Egalement attiré par la valeur considérable des ressources minérales situées dans l’espace, un autre pays, le Luxembourg, a légiféré, en 2017, dans le même sens que les Etats-Unis. La loi luxembourgeoise du 20 juillet 2017 sur «l’exploration et l’utilisation des ressources de l’espace» stipule ainsi que: «Les ressources de l’espace sont susceptibles d’appropriation».
Quelques entreprises ont même été créées avec pour objectif de parvenir à une exploitation «minière» des ressources de l’espace. Citons notamment deux d’entre elles, qui sont implantées à la fois aux Etats-Unis et au Luxembourg : Planetary Resources, fondée en 2009 sous le nom Arkyd Astronautics, qui se félicite d’ailleurs du lobbying qu’elle a exercé dans le cadre du SPACE Act, et Deep Space Industries, fondée en 2012. Le site américain de cette dernière est emblématique de la double culture de ces entrepreneurs: dans la Sillicon Valley, proche du centre de recherche Ames de la Nasa; à la fois la culture de l’exploration spatiale et la foi des créateurs de start-up...
Car toutes ces potentialités sont certes séduisantes, mais encore faut-il pouvoir les concrétiser, c’est-à-dire pouvoir récupérer physiquement ces ressources. Et y parvenir nécessitera encore beaucoup de temps et d’argent!
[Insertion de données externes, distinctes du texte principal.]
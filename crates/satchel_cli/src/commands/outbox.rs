//! The `outbox` command.

use crate::commands::format_age;
use satchel_gateway::encode_fields;
use satchel_model::now_millis;
use satchel_store::PersistedState;
use serde_json::json;

/// Dumps outbox intents in sequence order.
pub fn run(
    state: &PersistedState,
    include_dead: bool,
    limit: Option<usize>,
    format: &str,
) -> Result<(), Box<dyn std::error::Error>> {
    let entries: Vec<_> = state
        .outbox
        .entries
        .iter()
        .filter(|e| include_dead || !e.dead)
        .take(limit.unwrap_or(usize::MAX))
        .collect();

    match format {
        "json" => {
            let value: Vec<_> = entries
                .iter()
                .map(|e| {
                    json!({
                        "sequence": e.intent.sequence,
                        "action": e.intent.action.to_string(),
                        "collection": e.intent.collection,
                        "server_id": e.intent.server_id,
                        "local_key": e.intent.local_key.map(|k| k.get()),
                        "age_ms": e.intent.age_ms(now_millis()),
                        "rejected_attempts": e.rejected_attempts,
                        "dead": e.dead,
                        "payload": encode_fields(&e.intent.payload),
                    })
                })
                .collect();
            println!("{}", serde_json::to_string_pretty(&value)?);
        }
        _ => {
            for entry in &entries {
                let target = entry
                    .intent
                    .server_id
                    .as_deref()
                    .map(String::from)
                    .or_else(|| entry.intent.local_key.map(|k| format!("local:{k}")))
                    .unwrap_or_else(|| "-".into());
                let marker = if entry.dead {
                    " DEAD"
                } else if entry.rejected_attempts > 0 {
                    " (rejected before)"
                } else {
                    ""
                };
                println!(
                    "#{} {} {} -> {} age {}{marker}",
                    entry.intent.sequence,
                    entry.intent.action,
                    entry.intent.collection,
                    target,
                    format_age(entry.intent.age_ms(now_millis())),
                );
            }
            println!("{} intent(s)", entries.len());
        }
    }

    Ok(())
}
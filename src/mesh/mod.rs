//! Grid representation.

mod grid1d;

pub use grid1d::Grid1D;
//! Runtime diagnostics.
//!
//! - [`ConservationDiagnostics`]: conserved totals of a solution
//! - [`ConservationTracker`]: drift and CFL history over a run
//! - [`max_wave_speed`]: fastest wave between adjacent cells

mod conservation;

pub use conservation::{ConservationDiagnostics, ConservationTracker, max_wave_speed};
//! Homogeneous stage increment in wave-propagation form.
//!
//! Indexing on a ghost-filled array of `local_n` cells with `mbc` ghost
//! cells per side. Interface j sits between cells j and j+1:
//!
//! ```text
//!        j-1         j         j+1
//!         |          |          |
//!         |   cell j |  cell j+1|
//!         |          |          |
//! ```
//!
//! For every cell i the increment collects the left-going fluctuation from
//! its right interface, the right-going fluctuation from its left interface
//! and the total fluctuation inside the cell between its reconstructed edge
//! values:
//!
//! dq_i = -dt/(kappa_i dx) (A^- dq_{i} + A^+ dq_{i-1} + A dq_i^{cell})

use crate::error::{ConfigError, SolverError};
use crate::reconstruction::reconstruct;
use crate::riemann::{RiemannPairs, RiemannSolver, WaveFan, solve_interfaces};

use super::{Field, SolverConfig};

/// Increment and CFL number of one stage.
#[derive(Clone, Debug, PartialEq)]
pub struct StageIncrement {
    /// dq on the physical cells, already multiplied by dt
    pub dq: Field,
    /// CFL number measured in the stage
    pub cfl: f64,
}

/// Local dt/dx for every cell of a ghost-filled array.
///
/// With a capacity component `kappa` in aux, `dtdx[i] = dt / (dx * kappa[i])`;
/// `kappa` must be positive and finite.
pub fn dtdx(
    local_n: usize,
    dt: f64,
    dx: f64,
    aux: Option<&Field>,
    capacity_index: Option<usize>,
) -> Result<Vec<f64>, SolverError> {
    match capacity_index {
        None => Ok(vec![dt / dx; local_n]),
        Some(index) => {
            let aux = aux.ok_or(ConfigError::MissingAux(index))?;
            if index >= aux.n_eqn {
                return Err(ConfigError::CapacityOutOfRange {
                    index,
                    n_aux: aux.n_eqn,
                }
                .into());
            }
            (0..local_n)
                .map(|i| {
                    let kappa = aux.cell(i)[index];
                    if kappa > 0.0 && kappa.is_finite() {
                        Ok(dt / (dx * kappa))
                    } else {
                        Err(ConfigError::InvalidCapacity {
                            cell: i,
                            value: kappa,
                        }
                        .into())
                    }
                })
                .collect()
        }
    }
}

/// CFL number from the speeds of the interface sweep.
///
/// Every wave leaving an interface is measured against the cell it enters:
/// `max(dtdx[i] * s_{i-1}, -dtdx[i-1] * s_{i-1})` over all families and
/// `i in mbc-1 .. local_n-mbc+1`. Never negative.
pub fn cfl_number(fan: &WaveFan, dtdx: &[f64], num_ghost: usize) -> f64 {
    let local_n = dtdx.len();
    let lower = num_ghost - 1;
    let upper = local_n + 1 - num_ghost;

    let mut cfl: f64 = 0.0;
    for p in 0..fan.num_waves {
        for i in lower..upper {
            let s = fan.speed(i - 1, p);
            cfl = cfl.max(dtdx[i] * s).max(-dtdx[i - 1] * s);
        }
    }
    cfl
}

/// Increment of the homogeneous problem on a ghost-filled field.
///
/// # Arguments
/// * `q` - Ghost-filled state, `n + 2 * num_ghost` cells
/// * `aux` - Ghost-filled aux aligned with `q`
/// * `dx` - Grid spacing
/// * `dt` - Time step
/// * `config` - Reconstruction, ghost width and capacity settings
/// * `rp` - Riemann solver
///
/// # Returns
/// dq on the `n` physical cells and the stage CFL number. The input is not
/// modified.
pub fn homogeneous_increment<R: RiemannSolver + ?Sized>(
    q: &Field,
    aux: Option<&Field>,
    dx: f64,
    dt: f64,
    config: &SolverConfig,
    rp: &R,
) -> Result<StageIncrement, SolverError> {
    let mbc = config.num_ghost;
    let local_n = q.n_cells;
    if mbc < 2 || local_n <= 2 * (mbc + 1) {
        return Err(SolverError::GridTooSmall {
            cells: local_n.saturating_sub(2 * mbc),
            num_ghost: mbc,
        });
    }
    if let Some(aux) = aux
        && aux.n_cells != local_n
    {
        return Err(SolverError::dimension_mismatch(
            format!("{local_n} aux cells"),
            format!("{} aux cells", aux.n_cells),
        ));
    }

    let dtdx = dtdx(local_n, dt, dx, aux, config.capacity_index)?;

    let states = reconstruct(
        q,
        aux,
        config.reconstruction,
        config.char_decomposition,
        rp,
        mbc,
    )?;

    // Interface j: right edge of cell j against left edge of cell j+1
    let flux = solve_interfaces(rp, &RiemannPairs::adjacent(&states.right, &states.left, aux))?;
    let cfl = cfl_number(&flux, &dtdx, mbc);

    // Total fluctuation inside each cell
    let total = solve_interfaces(
        rp,
        &RiemannPairs::within_cells(&states.left, &states.right, aux),
    )?;

    let n = local_n - 2 * mbc;
    let me = q.n_eqn;
    let mut dq = Field::new(n, me);
    for (k, i) in (mbc..local_n - mbc).enumerate() {
        let (amdq, apdq_left) = (flux.amdq(i), flux.apdq(i - 1));
        let (amdq_cell, apdq_cell) = (total.amdq(i), total.apdq(i));
        let out = dq.cell_mut(k);
        for m in 0..me {
            out[m] = -dtdx[i] * (amdq[m] + apdq_left[m] + apdq_cell[m] + amdq_cell[m]);
        }
    }

    Ok(StageIncrement { dq, cfl })
}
Pour donner un aperçu de l’ampleur des défis technologiques, évoquons par exemple la mission américaine OSIRIS-REx, dont le but est d’étudier l’astéroïde géo-croiseur3 Bénou et d’en ramener un échantillon sur Terre. Cette sonde, dont la mission aura duré 7 ans et coûté 800 millions de dollars (hors lancement), ne sera finalement en contact avec l’astéroïde que pendant 5 secondes et ne devrait récupérer qu’un échantillon de poussière de 60 g et 2 kg! On comprend bien que l’on est encore bien loin d’une exploitation économiquement rentable... Une des raisons est que, contrairement à ce que l’on pourrait penser, les astéroïdes présentent une difficulté particulière: leur masse très faible, comparée à celle d’une planète ou même d’un satellite tel que la Lune, se traduit par une gravité quasiment nulle, et donc par une difficulté accrue pour tout engin spatial de maintenir un contact prolongé avec un astéroïde...
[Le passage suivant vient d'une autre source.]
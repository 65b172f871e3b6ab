//! Riemann solver for scalar linear advection.
//!
//! q_t + u q_x = 0
//!
//! A single wave W = q_r - q_l travels at speed u.

use crate::error::RiemannError;

use super::traits::{InterfaceFan, RiemannSolver, check_finite};

/// Constant-velocity linear advection.
#[derive(Clone, Copy, Debug)]
pub struct Advection {
    /// Advection velocity (positive = rightward)
    pub velocity: f64,
}

impl Advection {
    /// Create a new advection solver with given velocity.
    pub fn new(velocity: f64) -> Self {
        Self { velocity }
    }
}

impl RiemannSolver for Advection {
    fn num_eqn(&self) -> usize {
        1
    }

    fn num_waves(&self) -> usize {
        1
    }

    fn solve(
        &self,
        q_l: &[f64],
        q_r: &[f64],
        _aux_l: Option<&[f64]>,
        _aux_r: Option<&[f64]>,
        mut out: InterfaceFan<'_>,
    ) -> Result<(), RiemannError> {
        check_finite(q_l, q_r)?;
        out.waves[0] = q_r[0] - q_l[0];
        out.speeds[0] = self.velocity;
        out.split_by_speed();
        Ok(())
    }

    fn name(&self) -> &'static str {
        "advection"
    }
}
Entre l’optimisme débordant de quelques entrepreneurs et la prudence qu’il convient d’adopter face aux gigantesques investissements que requerrait la concrétisation de tels projets, difficile de savoir si ces initiatives ont une chance quelconque d’être un jour rentables (financièrement, énergétiquement...). Mais comment ne pas les trouver passionnantes? D’autant que ces projets d’exploitation «minière» des ressources de l’espace comportent une dimension géostratégique. Il pourrait en effet s’agir d’une nouvelle source d’approvisionnement de minerais qui, sur Terre, seraient devenus trop rares ou inaccessibles. Comment ne pas penser par exemple aux terres rares, ces éléments chimiques essentiels aux technologies de l’information de notre quotidien, mais aussi à la production d’énergies non fossiles, tels que les panneaux photovoltaïques, produits en quasi-totalité en Chine ?
1 : Dans le présent article, à l’instar de nombreux autres articles de presse, on appelle SPACE Act la loi américaine n° 114-90 approuvée par le Président des Etats-Unis le 25 novembre 2015, bien que SPACE Act ne soit en fait le nom court de la première partie de cette loi.
2 : Traduction de l’auteur du présent article
3 : Un objet géocroiseur est un objet qui, au cours de son orbite autour du Soleil, passe à proximité de l’orbite de la Terre.